What is Hanging weight of pork

The hanging weight is the weight of the carcass after slaughter but before butchering. The blood has been drained, the internal organs removed, and depending on what abattoir you use the head and feet may be cut off.

This is the weight that the processor charges by, and the weight that I’m using for charging people this year.

Other words used to describe the hanging weight are dressed weight and “on the rail”.

Cuts are the products you get from the pig. This includes meat cuts, like sausage and pork chops, plus bones and fat.
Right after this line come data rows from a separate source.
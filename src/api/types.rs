//! Request and response payloads.
//!
//! Shapes are owned by the backend; these types only carry what callers read.
//! Unknown fields are ignored so backend additions don't break decoding.

use serde::{Deserialize, Serialize};

/// A user's wallet
#[derive(Debug, Clone, PartialEq, Serialize, Deserialize)]
#[serde(rename_all = "camelCase")]
pub struct Wallet {
  pub id: String,
  pub name: String,
  pub balance: f64,
  pub currency: String,
  #[serde(default)]
  pub is_default: bool,
}

/// Balance of one wallet
#[derive(Debug, Clone, PartialEq, Serialize, Deserialize)]
#[serde(rename_all = "camelCase")]
pub struct WalletBalance {
  #[serde(default)]
  pub wallet_id: Option<String>,
  pub balance: f64,
  pub currency: String,
}

/// Ledger entry
#[derive(Debug, Clone, PartialEq, Serialize, Deserialize)]
#[serde(rename_all = "camelCase")]
pub struct Transaction {
  pub id: String,
  #[serde(rename = "type")]
  pub kind: String, // "topup", "transfer", "payment", ...
  pub amount: f64,
  #[serde(default)]
  pub currency: Option<String>,
  pub status: String,
  #[serde(default)]
  pub description: Option<String>,
  pub created_at: String,
}

/// One page of transaction history
#[derive(Debug, Clone, PartialEq, Serialize, Deserialize)]
#[serde(rename_all = "camelCase")]
pub struct TransactionPage {
  pub transactions: Vec<Transaction>,
  #[serde(default)]
  pub total: u64,
  #[serde(default)]
  pub page: u32,
}

/// Filters for transaction history
#[derive(Debug, Clone, PartialEq, Eq, Serialize, Deserialize)]
#[serde(rename_all = "camelCase")]
pub struct HistoryQuery {
  pub page: u32,
  pub limit: u32,
  #[serde(rename = "type", skip_serializing_if = "Option::is_none")]
  pub kind: Option<String>,
}

impl Default for HistoryQuery {
  fn default() -> Self {
    Self {
      page: 1,
      limit: 20,
      kind: None,
    }
  }
}

#[derive(Debug, Clone, PartialEq, Serialize, Deserialize)]
#[serde(rename_all = "camelCase")]
pub struct CreateWalletRequest {
  pub name: String,
  pub currency: String,
}

#[derive(Debug, Clone, PartialEq, Serialize, Deserialize)]
#[serde(rename_all = "camelCase")]
pub struct TopUpRequest {
  pub wallet_id: String,
  pub amount: f64,
  pub payment_method_id: String,
}

#[derive(Debug, Clone, PartialEq, Serialize, Deserialize)]
#[serde(rename_all = "camelCase")]
pub struct TransferRequest {
  pub from_wallet_id: String,
  pub to_wallet_id: String,
  pub amount: f64,
  #[serde(default, skip_serializing_if = "Option::is_none")]
  pub note: Option<String>,
}

/// Payment record
#[derive(Debug, Clone, PartialEq, Serialize, Deserialize)]
#[serde(rename_all = "camelCase")]
pub struct Payment {
  pub id: String,
  pub amount: f64,
  #[serde(default)]
  pub currency: Option<String>,
  pub status: PaymentState,
}

#[derive(Debug, Clone, PartialEq, Serialize, Deserialize)]
#[serde(rename_all = "camelCase")]
pub struct CreatePaymentRequest {
  pub wallet_id: String,
  pub amount: f64,
  pub recipient: String,
  #[serde(default, skip_serializing_if = "Option::is_none")]
  pub description: Option<String>,
}

/// Lifecycle of a payment as reported by the backend
#[derive(Debug, Clone, Copy, PartialEq, Eq, Serialize, Deserialize)]
#[serde(rename_all = "lowercase")]
pub enum PaymentState {
  Pending,
  Processing,
  Completed,
  Failed,
  Cancelled,
  #[serde(other)]
  Unknown,
}

impl PaymentState {
  /// No further transitions are expected.
  pub fn is_terminal(self) -> bool {
    matches!(
      self,
      PaymentState::Completed | PaymentState::Failed | PaymentState::Cancelled
    )
  }
}

/// Polled payment status
#[derive(Debug, Clone, PartialEq, Serialize, Deserialize)]
#[serde(rename_all = "camelCase")]
pub struct PaymentStatus {
  #[serde(default)]
  pub payment_id: Option<String>,
  pub status: PaymentState,
  #[serde(default)]
  pub message: Option<String>,
}

/// Saved card or bank account
#[derive(Debug, Clone, PartialEq, Serialize, Deserialize)]
#[serde(rename_all = "camelCase")]
pub struct PaymentMethod {
  pub id: String,
  #[serde(rename = "type")]
  pub kind: String,
  #[serde(default)]
  pub label: Option<String>,
  #[serde(default)]
  pub last4: Option<String>,
  #[serde(default)]
  pub is_default: bool,
}

#[derive(Debug, Clone, PartialEq, Serialize, Deserialize)]
#[serde(rename_all = "camelCase")]
pub struct Contact {
  pub id: String,
  pub name: String,
  #[serde(default)]
  pub email: Option<String>,
  #[serde(default)]
  pub phone: Option<String>,
  #[serde(default)]
  pub wallet_id: Option<String>,
}

/// Fields for creating or updating a contact
#[derive(Debug, Clone, Default, PartialEq, Serialize, Deserialize)]
#[serde(rename_all = "camelCase")]
pub struct ContactInput {
  pub name: String,
  #[serde(default, skip_serializing_if = "Option::is_none")]
  pub email: Option<String>,
  #[serde(default, skip_serializing_if = "Option::is_none")]
  pub phone: Option<String>,
}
Since it’s not all meat that you take home to your freezer, it’s more accurate to say cuts than to say meat when talking about what you get from a pig.


I’m aiming for roughly 250 pound pigs, but the price to the customer is based on the hanging weight, so some math gets involved in predicting how much people will owe. Then there’s the weight of what goes into your freezer, which is another number. It’s also important to keep in mind that all these numbers are just estimates. Different breeds of pigs turn out different numbers, each particular pig is different, and the style of the processor also matters in the final number.
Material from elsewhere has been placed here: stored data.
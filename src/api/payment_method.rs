//! Saved payment methods.

use serde_json::Value;

use super::client::ApiClient;
use super::registry::{Domain, MutationDef, QueryDef};
use super::types::PaymentMethod;
use crate::cache::{CacheResult, Retention, Tag};
use crate::error::ApiError;
use crate::transport::Method;

pub const LIST: QueryDef = QueryDef {
  id: "payment_method.list",
  provides: &[Tag::PaymentMethod],
  retention: Retention::Stable,
};

pub const DELETE: MutationDef = MutationDef {
  id: "payment_method.delete",
  method: Method::Delete,
  invalidates: &[Tag::PaymentMethod],
};

pub const DOMAIN: Domain = Domain {
  name: "payment_method",
  queries: &[LIST],
  mutations: &[DELETE],
};

pub struct PaymentMethodApi<'a> {
  client: &'a ApiClient,
}

impl<'a> PaymentMethodApi<'a> {
  pub(crate) fn new(client: &'a ApiClient) -> Self {
    Self { client }
  }

  pub async fn list(&self) -> Result<CacheResult<Vec<PaymentMethod>>, ApiError> {
    let request = self.client.request(Method::Get, "/payment-methods");
    self.client.read(LIST.id, Value::Null, request).await
  }

  pub async fn delete(&self, method_id: &str) -> Result<(), ApiError> {
    let request = self
      .client
      .request(DELETE.method, format!("/payment-methods/{}", method_id));
    let _: Value = self.client.write(DELETE.id, request).await?;
    tracing::debug!(method_id, "payment method removed");
    Ok(())
  }

  /// Payment method marked default by the backend, if any.
  pub async fn default_method(&self) -> Result<Option<PaymentMethod>, ApiError> {
    let methods = self.list().await?;
    Ok(methods.data.into_iter().find(|m| m.is_default))
  }
}
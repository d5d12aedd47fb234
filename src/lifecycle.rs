use uuid::Uuid;

use crate::metrics::{Correlator, MetricsRecord, ResponseEnvelope, SinkError, SinkHandle};
use crate::tracer::{RequestContext, RequestTracer};

/// The two lifecycle hooks a load engine calls around each request.
///
/// Both always return control to the caller; the only error that can come
/// out of completion is a broken sink, which should end the run.
pub struct Instrumentation {
    tracer: RequestTracer,
    correlator: Correlator,
    sink: SinkHandle,
}

/// What completion wrote.
#[derive(Debug, Clone, Copy, PartialEq, Eq)]
pub struct Emitted {
    pub request_id: Uuid,
    pub fields: usize,
}

impl Instrumentation {
    pub fn new(correlator: Correlator, sink: SinkHandle) -> Self {
        Self {
            tracer: RequestTracer::new(),
            correlator,
            sink,
        }
    }

    /// "Before" hook.
    pub fn on_request_start(&self) -> RequestContext {
        self.tracer.on_request_start()
    }

    /// "After" hook: correlate, then append to the sink.
    pub async fn on_request_complete(
        &self,
        ctx: &RequestContext,
        response: &ResponseEnvelope,
    ) -> Result<Emitted, SinkError> {
        let record = self.correlator.correlate(ctx, response).await;
        self.emit(ctx.request_id, record).await
    }

    /// "After" hook without a matching "before". A fresh id is minted when
    /// the caller has none.
    pub async fn on_unmatched_complete(
        &self,
        request_id: Option<Uuid>,
        response: &ResponseEnvelope,
    ) -> Result<Emitted, SinkError> {
        let request_id = request_id.unwrap_or_else(Uuid::new_v4);
        let record = self.correlator.correlate_unmatched(request_id, response).await;
        self.emit(request_id, record).await
    }

    pub fn records_written(&self) -> u64 {
        self.sink.records_written()
    }

    pub fn correlator(&self) -> &Correlator {
        &self.correlator
    }

    async fn emit(&self, request_id: Uuid, record: MetricsRecord) -> Result<Emitted, SinkError> {
        let fields = record.len();
        self.sink.emit(record).await?;
        tracing::debug!(%request_id, fields, "record emitted");
        Ok(Emitted { request_id, fields })
    }
}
It’s common for sites to give the hanging weight as a percentage of live weight and then the cuts as a percentage of hanging weight. If you’re trying to figure out how much you’re going to have in your freezer based on my estimate of 250 pound pigs, this can get confusing.

Amongst the sites I’ve looked at, hanging weight is given as anywhere from 64-85% of live weight and cuts given as 68-90% of hanging weight. That’s a lot of numbers and quite a range. For my goal of 250 pound pigs, these numbers give a hanging weight of 192-200 and the cuts weighing in at 120-175. This would make the cuts 43-76% of the live weight. But 76% is way too high there. Most sites quote cuts as 48-65% of live weight. Besides, I’d like to give my customers a bit more certainty on what they’re getting for their 250 pound pig.

Instead of looking all over and combining everyone’s numbers, I’ll go straight to my two favorite authorities on this topic on the web. These are american websites but have great information. One is the The Meatman. I recommend checking out his site since it’s just a lot of fun to browse around. The Meatman has processed a lot of meat, and he gives an average of 104 pounds of cuts from a 215 pound live weight pig, which makes the cuts about 48% of live weight. Then I head over to Sugar Mountain Farm to hear from Walter Jefferies.  Walter says hanging weight is about 72% of live weight and the commercial cuts 66% of hanging weight or 48% of live weight. Since Walter and The Meatman agree, that’s definitely the number I’m going with!

So, from my 250 pound pig, I can expect about 200 hanging weight and about 132 pounds in the freezer.


The next question everyone wants to know is exactly what they’ll end up with in their freezer. Again, this is only a calculated estimate, since breed, individual pig, and processing choices will affect the end result.

Here are some examples I found of what you might get from a whole pig:

  • 18 lbs pork chops, 4 lbs spare ribs, 12 lbs sausage, 24 lbs ham, 20 lbs bacon, 12 lbs shoulder butt roasts, 14 lbs shoulder picnic, 16 lbs bone/trimmings, 30 lbs fat = 150 lbs
  • 7 lbs pork chops, 8 lbs sausage, 24 lbs ham, 20 lbs bacon, 17 lbs pork roast, 16 lbs picnic and shoulder butts, 7 lbs misc cuts, 5 lbs salt pork, 31 lbs fat = 135 lbs
  • 23 lbs pork chops, 6 lbs spare ribs, 18 lbs ground sausage, 30 lbs ham, 16 lbs bacon, 20 lbs shoulder roast, 8 lbs butt roast, 10 lbs stew bones, 16 lbs fat = 147 lbs
  • 23 lbs pork chops, 6 lbs spare ribs, 9 lbs sausage, 28 lbs ham, 23 lbs bacon, 9 lbs boston butt, 12 lbs picnic roast, 23 lbs fat = 133 lbs

My last pig that i slaughtered was 200 pounds hanging weight, I got roughing 140 pounds of cuts, 25 pounds of fat 


The final thing I want to cover here is how much space you need in order to have a whole pig on hand.

The first consideration is the coolers needed to pick your cuts up . My last pig slaughtered filled the equivalent of two 2 cubic foot boxes

A full pig would need twice as much space, of course

The second consideration is your freezer space at home. You need a chest freezer if you’re getting a whole pig. If you only got a half pig, you might be able to fit it into your regular freezer, but not much else would fit in there.

The Meatman estimates that you need one cubic foot of freezer space for 30 pounds of pig. That means I expect people who have me raise their pig this year will need about 5 cubic feet of cooler space and freezer space.

In the end, all numbers aside, you get a lot out of a pig, and it’s all really tasty ! It’s hard to go wrong, and I’m really excited to get started this year.